A questão que se coloca agora é como o governo vai enfrentar a crise fiscal. Fazer cortes no orçamento para cumprir as regras previstas pelo marco fiscal ou recorrer à sociedade para pressionar pela implementação do programa eleito nas urnas? A história demonstra pedagogicamente que, quando o povo desconfia da real e efetiva disposição de um governo de cumprir sua missão, a esperança se esvai e a frustração se transforma em combustível para as forças opositoras.
A luta das mulheres contra o PL do Estupro ensina que, quando o quadro polariza e as pessoas se sentem engajadas a sair às ruas por uma causa justa, as forças vivas da sociedade se movimentam. Foi assim também no processo de mobilização para a eleição do Lula em 2022, quando era questão de vida ou morte da democracia.
Enquanto a extrema-direita aposta na mobilização de temas com apelo moral, tentando colocar as forças populares na defensiva em um terreno desfavorável, cabe à esquerda disputar a cena política com uma agenda econômica capaz de transformar efetivamente a vida do povo brasileiro, na garantia de seus direitos e na redução das desigualdades.
Diante da obstrução do caminho dos acordos com o Congresso, o governo precisa adotar uma posição mais ativa e construir um processo de acúmulo de forças na sociedade em torno da realização de uma reforma tributária progressiva e combate aos privilégios dos grandes capitalistas, para garantir investimentos para acabar com a pobreza e enfrentar os problemas das mudanças climáticas.

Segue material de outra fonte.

//! Trading-exchange calendar primitives.
//!
//! What this crate provides:
//! - [`ExchangeCalendar`]: an immutable description of one exchange's trading
//!   schedule (time zone, session times, holiday table) plus the predicates
//!   and backward walks built on it: trading-day checks, trading-hours
//!   checks, previous-trading-day stepping, and off-hours snapping to the
//!   most recent session close.
//! - [`HolidayKind`]: full-day closures vs. shortened (early-close) sessions.
//! - [`config`]: a TOML-backed calendar configuration format so alternate
//!   exchange fixtures can be loaded at startup.
//!
//! Notes:
//! - Everything here is deterministic, pure logic. No IO (beyond optional
//!   config file loading), no wall clock, no mutation after construction.
//! - A constructed calendar is `Send + Sync` and may be shared by reference
//!   across threads without synchronization.
//! - All backward walks are bounded by [`MAX_LOOKBACK_DAYS`]; exhaustion is
//!   reported with `None` rather than walking forever on a pathological
//!   holiday table.

#![deny(missing_docs)]

pub mod calendar;
pub mod config;
pub mod errors;
pub mod holiday;

pub use calendar::{ExchangeCalendar, MAX_LOOKBACK_DAYS};
pub use config::{load_calendar_path, load_calendar_str};
pub use errors::ConfigError;
pub use holiday::HolidayKind;
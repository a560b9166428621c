//! Request queue: listening ports, prefix matching and the backlog.
//!
//! # Responsibilities
//! - Bind one listener per port carrying registered URL prefixes
//! - Serve HTTP/1.1 (with upgrades) through hyper on each connection
//! - Route each request to the best prefix, enforce Basic authentication
//! - Queue accepted requests for the worker pool; 503 when the backlog is full
//! - Cancel everything outstanding on shutdown
//!
//! # Data Flow
//! ```text
//! TCP connection
//!     → hyper http1 (per connection task)
//!     → dispatch (prefix match, auth, backlog check)
//!     → QueuedRequest over mpsc → worker pool (read_next)
//!     → response back through a oneshot
//! ```

use std::collections::HashMap;
use std::convert::Infallible;
use std::net::{IpAddr, SocketAddr};
use std::sync::atomic::{AtomicBool, AtomicU32, AtomicUsize, Ordering};
use std::sync::{Arc, Mutex, RwLock, Weak};
use std::time::{Duration, Instant};

use axum::body::Body;
use hyper::body::Incoming;
use hyper::header::{self, HeaderValue};
use hyper::server::conn::http1;
use hyper::service::service_fn;
use hyper::{Request, Response, StatusCode};
use hyper_util::rt::TokioIo;
use tokio::net::TcpStream;
use tokio::sync::{mpsc, oneshot, watch};
use tokio::task::JoinHandle;

use crate::config::schema::{Verbosity503, MAX_QUEUE_LENGTH, MIN_QUEUE_LENGTH};
use crate::http::request::RequestId;
use crate::http::server::ServerError;
use crate::http::site::UrlPrefix;
use crate::http::url_group::UrlGroup;
use crate::net::{ConnectionTracker, Listener};
use crate::net::listener::ConnectionPermit;
use crate::observability::metrics;

/// Sends the response of one queued request back to its connection.
#[derive(Debug)]
pub struct ResponseHandle(oneshot::Sender<Response<Body>>);

impl ResponseHandle {
    pub fn channel() -> (Self, oneshot::Receiver<Response<Body>>) {
        let (tx, rx) = oneshot::channel();
        (Self(tx), rx)
    }

    /// Returns false if the connection is gone.
    pub fn send(self, response: Response<Body>) -> bool {
        self.0.send(response).is_ok()
    }
}

/// A request accepted by the queue, waiting for a worker.
#[derive(Debug)]
pub struct QueuedRequest {
    pub id: RequestId,
    pub request: Request<Body>,
    pub remote: SocketAddr,
    pub local_port: u16,
    pub prefix: String,
    pub reply: ResponseHandle,
    pub queued_at: Instant,
}

#[derive(Debug, Clone)]
struct PrefixEntry {
    prefix: UrlPrefix,
    group: Arc<UrlGroup>,
}

struct PortListener {
    task: JoinHandle<()>,
    tracker: ConnectionTracker,
}

/// Resolve once `rx` reports cancellation.
async fn cancelled(rx: &mut watch::Receiver<bool>) {
    let _ = rx.wait_for(|cancelled| *cancelled).await;
}

fn plain_response(status: StatusCode, text: String) -> Response<Body> {
    let mut response = Response::new(Body::from(text));
    *response.status_mut() = status;
    response
}

/// Host name of a request without the port.
fn request_host(request: &Request<Body>) -> String {
    let raw = request
        .headers()
        .get(header::HOST)
        .and_then(|v| v.to_str().ok())
        .or_else(|| request.uri().host())
        .unwrap_or_default();
    if let Some(rest) = raw.strip_prefix('[') {
        return rest.split(']').next().unwrap_or_default().to_string();
    }
    raw.split(':').next().unwrap_or_default().to_string()
}

pub struct RequestQueue {
    name: String,
    bind_host: IpAddr,
    max_connections: usize,
    tx: mpsc::UnboundedSender<QueuedRequest>,
    rx: tokio::sync::Mutex<mpsc::UnboundedReceiver<QueuedRequest>>,
    pending: AtomicUsize,
    queue_length: AtomicU32,
    verbosity: RwLock<Verbosity503>,
    prefixes: RwLock<Vec<PrefixEntry>>,
    listeners: Mutex<HashMap<u16, PortListener>>,
    listening: AtomicBool,
    cancelled: watch::Sender<bool>,
    me: Weak<RequestQueue>,
}

impl std::fmt::Debug for RequestQueue {
    fn fmt(&self, f: &mut std::fmt::Formatter<'_>) -> std::fmt::Result {
        f.debug_struct("RequestQueue")
            .field("name", &self.name)
            .field("pending", &self.pending())
            .finish()
    }
}
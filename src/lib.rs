//! Embeddable HTTP/WebSocket server runtime with server-push event
//! channels, a WebSocket frame codec, and JSON/XML documents with
//! JSONPath and XPath queries.

pub mod admin;
pub mod config;
pub mod events;
pub mod http;
pub mod json;
pub mod lifecycle;
pub mod net;
pub mod observability;
pub mod websocket;
pub mod xml;

pub use config::schema::ServerConfig;
pub use events::{EventChannel, EventDriver};
pub use http::{HttpMessage, HttpServer};
pub use json::JsonMessage;
pub use lifecycle::Shutdown;
pub use xml::XmlMessage;
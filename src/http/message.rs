//! One request/response exchange as seen by a site handler.
//!
//! # Responsibilities
//! - Expose the request: method, URL, query, headers, cookies, body
//! - Collect the response: status, headers, cookies, body
//! - Turn the exchange into a WebSocket or an event stream

use std::net::SocketAddr;
use std::sync::Arc;

use axum::body::Body;
use bytes::Bytes;
use hyper::header::{self, HeaderMap, HeaderName, HeaderValue};
use hyper::upgrade::OnUpgrade;
use hyper::{Method, Request, Response, StatusCode, Uri};
use tokio::sync::mpsc;

use crate::config::schema::WebSocketConfig;
use crate::events::sse::EventStream;
use crate::http::queue::ResponseHandle;
use crate::http::request::RequestId;
use crate::http::server::ServerError;
use crate::json::parser::MAX_NESTING_DEPTH;
use crate::json::JsonMessage;
use crate::websocket::handshake::{self, HandshakeError};
use crate::websocket::socket::{Outbound, WebSocket};

/// A WebSocket whose 101 response is queued; the connection is handed
/// over once hyper completes the upgrade.
pub struct PendingUpgrade {
    pub socket: Arc<WebSocket>,
    pub outbound: mpsc::UnboundedReceiver<Outbound>,
    pub on_upgrade: OnUpgrade,
}

pub struct HttpMessage {
    id: RequestId,
    method: Method,
    uri: Uri,
    headers: HeaderMap,
    body: Option<Body>,
    content: Option<Bytes>,
    remote: Option<SocketAddr>,
    site_prefix: String,
    max_body_size: usize,
    max_json_depth: usize,
    on_upgrade: Option<OnUpgrade>,

    status: StatusCode,
    response_headers: HeaderMap,
    response_body: Option<Body>,
    reply: Option<ResponseHandle>,
    answered: bool,

    upgrade: Option<PendingUpgrade>,
    event_stream: Option<Arc<EventStream>>,
}

impl std::fmt::Debug for HttpMessage {
    fn fmt(&self, f: &mut std::fmt::Formatter<'_>) -> std::fmt::Result {
        f.debug_struct("HttpMessage")
            .field("id", &self.id)
            .field("method", &self.method)
            .field("uri", &self.uri)
            .field("status", &self.status)
            .finish()
    }
}

impl HttpMessage {
    pub fn new(id: RequestId, mut request: Request<Body>, remote: Option<SocketAddr>) -> Self {
        let on_upgrade = Some(hyper::upgrade::on(&mut request));
        let (parts, body) = request.into_parts();
        Self {
            id,
            method: parts.method,
            uri: parts.uri,
            headers: parts.headers,
            body: Some(body),
            content: None,
            remote,
            site_prefix: String::new(),
            max_body_size: 1024 * 1024,
            max_json_depth: MAX_NESTING_DEPTH,
            on_upgrade,
            status: StatusCode::OK,
            response_headers: HeaderMap::new(),
            response_body: None,
            reply: None,
            answered: false,
            upgrade: None,
            event_stream: None,
        }
    }

    pub(crate) fn attach(
        &mut self,
        reply: ResponseHandle,
        site_prefix: &str,
        max_body_size: usize,
        max_json_depth: usize,
    ) {
        self.reply = Some(reply);
        self.site_prefix = site_prefix.to_string();
        self.max_body_size = max_body_size;
        self.max_json_depth = max_json_depth;
    }

    pub fn id(&self) -> RequestId {
        self.id
    }

    pub fn method(&self) -> &Method {
        &self.method
    }

    pub fn uri(&self) -> &Uri {
        &self.uri
    }

    pub fn path(&self) -> &str {
        self.uri.path()
    }

    /// Path plus query string.
    pub fn path_and_query(&self) -> &str {
        self.uri.path_and_query().map(|p| p.as_str()).unwrap_or("/")
    }

    /// Prefix of the site that received this request.
    pub fn site_prefix(&self) -> &str {
        &self.site_prefix
    }

    pub fn query_param(&self, name: &str) -> Option<String> {
        let query = self.uri.query()?;
        url::form_urlencoded::parse(query.as_bytes())
            .find(|(key, _)| key == name)
            .map(|(_, value)| value.into_owned())
    }

    pub fn headers(&self) -> &HeaderMap {
        &self.headers
    }

    pub fn header(&self, name: &str) -> Option<&str> {
        self.headers.get(name).and_then(|v| v.to_str().ok())
    }

    /// All cookies from every `Cookie` header, in order.
    pub fn cookies(&self) -> Vec<(String, String)> {
        self.headers
            .get_all(header::COOKIE)
            .iter()
            .filter_map(|v| v.to_str().ok())
            .flat_map(|v| v.split(';'))
            .filter_map(|pair| {
                let (name, value) = pair.split_once('=')?;
                let name = name.trim();
                (!name.is_empty())
                    .then(|| (name.to_string(), value.trim().trim_matches('"').to_string()))
            })
            .collect()
    }

    pub fn cookie(&self, name: &str) -> Option<String> {
        self.cookies()
            .into_iter()
            .find(|(key, _)| key == name)
            .map(|(_, value)| value)
    }

    pub fn remote(&self) -> Option<SocketAddr> {
        self.remote
    }

    /// Identity of the client: its IP address.
    pub fn sender(&self) -> String {
        self.remote
            .map(|addr| addr.ip().to_string())
            .unwrap_or_else(|| "unknown".to_string())
    }

    /// Read the request body, at most `max_body_size` bytes.
    pub async fn body(&mut self) -> Result<Bytes, ServerError> {
        if let Some(content) = &self.content {
            return Ok(content.clone());
        }
        let body = self.body.take().unwrap_or_else(Body::empty);
        let content = axum::body::to_bytes(body, self.max_body_size)
            .await
            .map_err(|e| ServerError::Body(e.to_string()))?;
        self.content = Some(content.clone());
        Ok(content)
    }

    /// Body parsed as JSON. Parse errors stay on the returned message.
    pub async fn json_body(&mut self) -> Result<JsonMessage, ServerError> {
        let content = self.body().await?;
        Ok(JsonMessage::parse_bytes_with_depth(&content, self.max_json_depth))
    }

    pub fn status(&self) -> StatusCode {
        self.status
    }

    pub fn set_status(&mut self, status: StatusCode) {
        self.status = status;
    }

    /// Returns false for names or values that are not valid in HTTP.
    pub fn set_header(&mut self, name: &str, value: &str) -> bool {
        match (HeaderName::try_from(name), HeaderValue::try_from(value)) {
            (Ok(name), Ok(value)) => {
                self.response_headers.insert(name, value);
                true
            }
            _ => false,
        }
    }

    pub fn response_headers(&self) -> &HeaderMap {
        &self.response_headers
    }

    pub fn set_cookie(&mut self, name: &str, value: &str, http_only: bool) -> bool {
        let mut cookie = format!("{name}={value}; Path=/");
        if http_only {
            cookie.push_str("; HttpOnly");
        }
        match HeaderValue::try_from(cookie) {
            Ok(value) => {
                self.response_headers.append(header::SET_COOKIE, value);
                true
            }
            Err(_) => false,
        }
    }

    pub fn set_body(&mut self, body: impl Into<Body>) {
        self.response_body = Some(body.into());
    }

    pub fn set_text(&mut self, text: impl Into<String>) {
        self.response_headers.insert(
            header::CONTENT_TYPE,
            HeaderValue::from_static("text/plain; charset=utf-8"),
        );
        self.set_body(text.into());
    }

    pub fn set_json(&mut self, json: &JsonMessage) {
        self.response_headers.insert(
            header::CONTENT_TYPE,
            HeaderValue::from_static("application/json; charset=utf-8"),
        );
        self.set_body(json.to_json_string());
    }

    pub fn is_answered(&self) -> bool {
        self.answered
    }

    /// Build the response from the collected status, headers and body.
    pub fn take_response(&mut self) -> Response<Body> {
        let mut response = Response::new(self.response_body.take().unwrap_or_else(Body::empty));
        *response.status_mut() = self.status;
        *response.headers_mut() = std::mem::take(&mut self.response_headers);
        response
    }

    /// Send the response now. Returns false if it was already sent or the
    /// client is gone.
    pub fn send_response(&mut self) -> bool {
        if self.answered {
            return false;
        }
        self.answered = true;
        let response = self.take_response();
        match self.reply.take() {
            Some(reply) => reply.send(response),
            None => false,
        }
    }

    /// Accept a WebSocket upgrade. The 101 response goes out when the
    /// handler returns; the socket starts serving right after.
    pub fn accept_websocket(&mut self, config: &WebSocketConfig) -> Result<Arc<WebSocket>, ServerError> {
        let key = handshake::validate_request(&self.method, &self.headers)?;
        let on_upgrade = self
            .on_upgrade
            .take()
            .ok_or(ServerError::Handshake(HandshakeError::MissingUpgrade))?;
        let protocol = handshake::negotiate_protocol(&self.headers, &config.protocols);
        let (socket, outbound) = WebSocket::new(
            self.path_and_query(),
            &self.sender(),
            protocol.clone(),
            config.clone(),
        );

        let response = handshake::switching_protocols(&key, protocol.as_deref());
        let (parts, _) = response.into_parts();
        self.status = parts.status;
        self.response_headers.extend(parts.headers);
        self.response_body = None;
        self.upgrade = Some(PendingUpgrade {
            socket: Arc::clone(&socket),
            outbound,
            on_upgrade,
        });
        Ok(socket)
    }

    /// Answer with an open `text/event-stream` body. Headers go out
    /// immediately so events can follow.
    pub fn start_event_stream(&mut self) -> Option<Arc<EventStream>> {
        if self.answered {
            return None;
        }
        let (stream, body) = EventStream::new(self.path_and_query(), &self.sender());
        self.status = StatusCode::OK;
        self.response_headers
            .insert(header::CONTENT_TYPE, HeaderValue::from_static("text/event-stream"));
        self.response_headers
            .insert(header::CACHE_CONTROL, HeaderValue::from_static("no-cache"));
        self.response_body = Some(body);
        self.send_response();
        self.event_stream = Some(Arc::clone(&stream));
        Some(stream)
    }

    /// Drop whatever response was prepared, pending upgrade included, and
    /// answer with `status` instead.
    pub fn reject(&mut self, status: StatusCode) {
        if let Some(upgrade) = self.upgrade.take() {
            upgrade.socket.close_socket(crate::websocket::frame::CLOSE_POLICY, "refused");
        }
        self.status = status;
        self.response_headers.clear();
        self.response_body = None;
    }

    pub fn take_upgrade(&mut self) -> Option<PendingUpgrade> {
        self.upgrade.take()
    }

    pub fn event_stream(&self) -> Option<&Arc<EventStream>> {
        self.event_stream.as_ref()
    }
}
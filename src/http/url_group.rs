//! URL groups: sites sharing one authentication configuration.

use std::sync::atomic::{AtomicBool, Ordering};
use std::sync::RwLock;

use serde::Serialize;

use crate::http::site::UrlPrefix;

/// Authentication a URL group asks of its clients.
#[derive(Debug, Clone, Copy, PartialEq, Eq, Hash, Serialize, Default)]
pub enum AuthScheme {
    #[default]
    Anonymous,
    Basic,
    Digest,
    Ntlm,
    Negotiate,
    Kerberos,
}

impl AuthScheme {
    pub fn as_str(&self) -> &'static str {
        match self {
            AuthScheme::Anonymous => "Anonymous",
            AuthScheme::Basic => "Basic",
            AuthScheme::Digest => "Digest",
            AuthScheme::Ntlm => "NTLM",
            AuthScheme::Negotiate => "Negotiate",
            AuthScheme::Kerberos => "Kerberos",
        }
    }
}

/// The five fields that identify a group.
#[derive(Debug, Clone, PartialEq, Eq, Hash, Serialize, Default)]
pub struct AuthConfig {
    pub name: String,
    pub scheme: AuthScheme,
    pub ntlm_cache: bool,
    pub realm: String,
    pub domain: String,
}

#[derive(Debug)]
pub struct UrlGroup {
    auth: AuthConfig,
    started: AtomicBool,
    prefixes: RwLock<Vec<UrlPrefix>>,
}

impl UrlGroup {
    pub fn new(auth: AuthConfig) -> Self {
        Self {
            auth,
            started: AtomicBool::new(false),
            prefixes: RwLock::new(Vec::new()),
        }
    }

    pub fn auth(&self) -> &AuthConfig {
        &self.auth
    }

    pub fn scheme(&self) -> AuthScheme {
        self.auth.scheme
    }

    pub fn realm(&self) -> &str {
        &self.auth.realm
    }

    /// Structural equality on all five authentication fields.
    pub fn matches(&self, auth: &AuthConfig) -> bool {
        self.auth == *auth
    }

    /// Start the group. Basic needs a realm to put in the challenge.
    pub fn start(&self) -> bool {
        if self.auth.scheme == AuthScheme::Basic && self.auth.realm.is_empty() {
            tracing::error!(group = %self.auth.name, "Basic authentication requires a realm");
            return false;
        }
        self.started.store(true, Ordering::SeqCst);
        tracing::debug!(group = %self.auth.name, scheme = self.auth.scheme.as_str(), "URL group started");
        true
    }

    pub fn stop(&self) {
        self.started.store(false, Ordering::SeqCst);
    }

    pub fn is_started(&self) -> bool {
        self.started.load(Ordering::SeqCst)
    }

    pub fn add_prefix(&self, prefix: UrlPrefix) {
        if let Ok(mut prefixes) = self.prefixes.write() {
            if !prefixes.contains(&prefix) {
                prefixes.push(prefix);
            }
        }
    }

    /// Returns true if the prefix was registered here.
    pub fn remove_prefix(&self, prefix: &UrlPrefix) -> bool {
        match self.prefixes.write() {
            Ok(mut prefixes) => {
                let before = prefixes.len();
                prefixes.retain(|p| p != prefix);
                prefixes.len() != before
            }
            Err(_) => false,
        }
    }

    pub fn prefix_count(&self) -> usize {
        self.prefixes.read().map(|p| p.len()).unwrap_or(0)
    }

    pub fn is_empty(&self) -> bool {
        self.prefix_count() == 0
    }

    /// Check a request's Authorization header against this group.
    ///
    /// Only `Basic` is enforced; the other schemes are passed through to
    /// the site handler.
    pub fn authorize(&self, authorization: Option<&str>) -> bool {
        match self.auth.scheme {
            AuthScheme::Basic => authorization
                .and_then(|value| value.split_once(' '))
                .map(|(scheme, credentials)| {
                    scheme.eq_ignore_ascii_case("basic") && !credentials.trim().is_empty()
                })
                .unwrap_or(false),
            _ => true,
        }
    }

    /// `WWW-Authenticate` value for a rejected request.
    pub fn challenge(&self) -> String {
        format!("Basic realm=\"{}\"", self.auth.realm)
    }
}

#[cfg(test)]
mod tests {
    use super::*;

    fn basic() -> AuthConfig {
        AuthConfig {
            name: "secure".to_string(),
            scheme: AuthScheme::Basic,
            realm: "events".to_string(),
            ..AuthConfig::default()
        }
    }

    #[test]
    fn test_matching_is_structural() {
        let group = UrlGroup::new(basic());
        assert!(group.matches(&basic()));
        let mut other = basic();
        other.domain = "corp".to_string();
        assert!(!group.matches(&other));
    }

    #[test]
    fn test_basic_requires_realm() {
        let mut config = basic();
        config.realm.clear();
        assert!(!UrlGroup::new(config).start());
        assert!(UrlGroup::new(basic()).start());
    }

    #[test]
    fn test_basic_authorization() {
        let group = UrlGroup::new(basic());
        assert!(!group.authorize(None));
        assert!(!group.authorize(Some("Bearer abc")));
        assert!(group.authorize(Some("Basic dXNlcjpwYXNz")));
        assert_eq!(group.challenge(), "Basic realm=\"events\"");
        assert!(UrlGroup::new(AuthConfig::default()).authorize(None));
    }
}
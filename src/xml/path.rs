//! XPath subset over a shared [`XmlMessage`].
//!
//! Supported: `/`, `/name`, `//name`, `/@name`, `[n]` (1-based), `[@attr]`,
//! `[name]`, `last()`, `contains(e,'t')`, `starts-with(e,'t')` and the
//! comparisons `=`, `<`, `>` against a quoted string or a number.
//!
//! Steps walk a current element until a step yields a list of results;
//! from then on name and attribute steps filter that list instead of
//! searching again.

use std::cmp::Ordering;
use std::str::FromStr;
use std::sync::Arc;

use bigdecimal::BigDecimal;

use crate::xml::document::{ElementId, XmlMessage};

const NOT_FOUND: &str = "Path not found in the XML document!";

#[derive(Debug, Clone, Copy, PartialEq, Eq)]
pub enum XPathStatus {
    None,
    Invalid,
    /// `/` on its own.
    Root,
    Element,
    Attribute,
}

/// One hit of an XPath query.
#[derive(Debug, Clone, Copy, PartialEq, Eq)]
pub enum XPathNode {
    Element(ElementId),
    /// Element and index into its attribute list.
    Attribute(ElementId, usize),
}

impl XPathNode {
    pub fn element(self) -> ElementId {
        match self {
            XPathNode::Element(id) | XPathNode::Attribute(id, _) => id,
        }
    }
}

#[derive(Debug, Clone, PartialEq)]
enum Token {
    Slash,
    At,
    Open,
    Close,
    LParen,
    RParen,
    Comma,
    Dot,
    Star,
    Op(char),
    Name(String),
    Literal(String),
    Number(String),
}

#[derive(Debug, Clone)]
enum Operand {
    Own,
    Child(String),
    Attribute(String),
}

#[derive(Debug)]
pub struct XPath {
    document: Option<Arc<XmlMessage>>,
    path: String,
    status: XPathStatus,
    results: Vec<XPathNode>,
    current: Option<ElementId>,
    error: String,
}
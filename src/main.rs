//! Event server
//!
//! Runs the HTTP engine with an event driver site mounted, so clients can
//! attach to channels over WebSocket, SSE or long polling.
//!
//! # Architecture Overview
//!
//! ```text
//!                     ┌──────────────────────────────────────────────────────┐
//!                     │                    EVENT SERVER                      │
//!                     │                                                      │
//!   Client ───────────┼─▶ net listener ─▶ http queue ─▶ worker pool          │
//!                     │                                    │                 │
//!                     │                                    ▼                 │
//!                     │                         site handler (HttpMessage)   │
//!                     │                          │          │          │     │
//!                     │                     WebSocket     SSE     long poll  │
//!                     │                          └──────────┼──────────┘     │
//!                     │                                     ▼                │
//!                     │                    EventDriver ─▶ EventChannel       │
//!                     │                                                      │
//!                     │   config · observability · lifecycle · admin API     │
//!                     └──────────────────────────────────────────────────────┘
//! ```

use std::path::PathBuf;
use std::sync::Arc;

use clap::Parser;

use event_server::admin::{serve_admin, AdminState};
use event_server::config::{load_config, ServerConfig};
use event_server::events::EventDriver;
use event_server::http::{HttpMessage, HttpServer, SiteHandler};
use event_server::http::site::ChannelType;
use event_server::lifecycle::wait_for_signal;
use event_server::observability::{init_logging, metrics};

#[derive(Parser)]
#[command(name = "event-server")]
#[command(about = "HTTP/WebSocket server with server-push event channels", long_about = None)]
struct Cli {
    /// TOML configuration file; defaults apply when omitted
    #[arg(short, long)]
    config: Option<PathBuf>,

    /// Port of the event driver site
    #[arg(short, long, default_value_t = 8080)]
    port: u16,

    /// Base path of the event driver site
    #[arg(short, long, default_value = "/events")]
    base: String,
}

#[tokio::main]
async fn main() -> Result<(), Box<dyn std::error::Error>> {
    let cli = Cli::parse();

    let config = match &cli.config {
        Some(path) => load_config(path)?,
        None => ServerConfig::default(),
    };
    init_logging(&config.observability);

    tracing::info!(
        name = %config.server.name,
        bind_host = %config.server.bind_host,
        workers = config.server.worker_threads,
        "event-server v{} starting",
        env!("CARGO_PKG_VERSION")
    );

    if config.observability.metrics_enabled {
        match config.observability.metrics_address.parse() {
            Ok(addr) => metrics::init_metrics(addr),
            Err(_) => tracing::error!(
                metrics_address = %config.observability.metrics_address,
                "Failed to parse metrics address"
            ),
        }
    }

    let server = HttpServer::new(config.clone());
    if !server.initialize() {
        return Err("server initialization failed".into());
    }

    let index: Arc<dyn SiteHandler> = Arc::new(|message: &mut HttpMessage| {
        message.set_text(format!("event-server {}", env!("CARGO_PKG_VERSION")));
    });
    if server
        .create_site(ChannelType::Strong, false, cli.port, "/", false, index)
        .await
        .is_none()
    {
        return Err(format!("cannot create site on port {}", cli.port).into());
    }

    let driver = EventDriver::new(&config);
    if !driver.register_sites(&server, cli.port, &cli.base).await {
        return Err(format!("cannot mount event driver at {}", cli.base).into());
    }

    if !server.run().await {
        tracing::warn!("Some ports failed to bind");
    }

    if config.admin.enabled {
        let state = AdminState::new(Arc::clone(&server), Some(Arc::clone(&driver)));
        let shutdown = server.shutdown().clone();
        let admin = config.admin.clone();
        tokio::spawn(async move {
            if let Err(e) = serve_admin(&admin, state, shutdown).await {
                tracing::error!(error = %e, "Admin API failed");
            }
        });
    }

    wait_for_signal().await;

    driver.stop();
    server.stop_server().await;

    tracing::info!("Shutdown complete");
    Ok(())
}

As margens se estreitam e colocam o governo na encruzilhada de enfrentar interesses para avançar com medidas concretas que coloquem em movimento sua base social ou fazer concessões que criem desconfiança, desmobilização e desmoralização. Coloca-se, mais uma vez, a disjuntiva de 2015, quando o governo se afastou do programa que o elegeu e perdeu apoio popular. Agora, o desfecho pode ser novamente amargo, colocando em risco o legado histórico da maior liderança popular do Brasil.
*Este é um artigo de opinião pessoal e não necessariamente representa a posição do conjunto do Movimento Brasil Popular.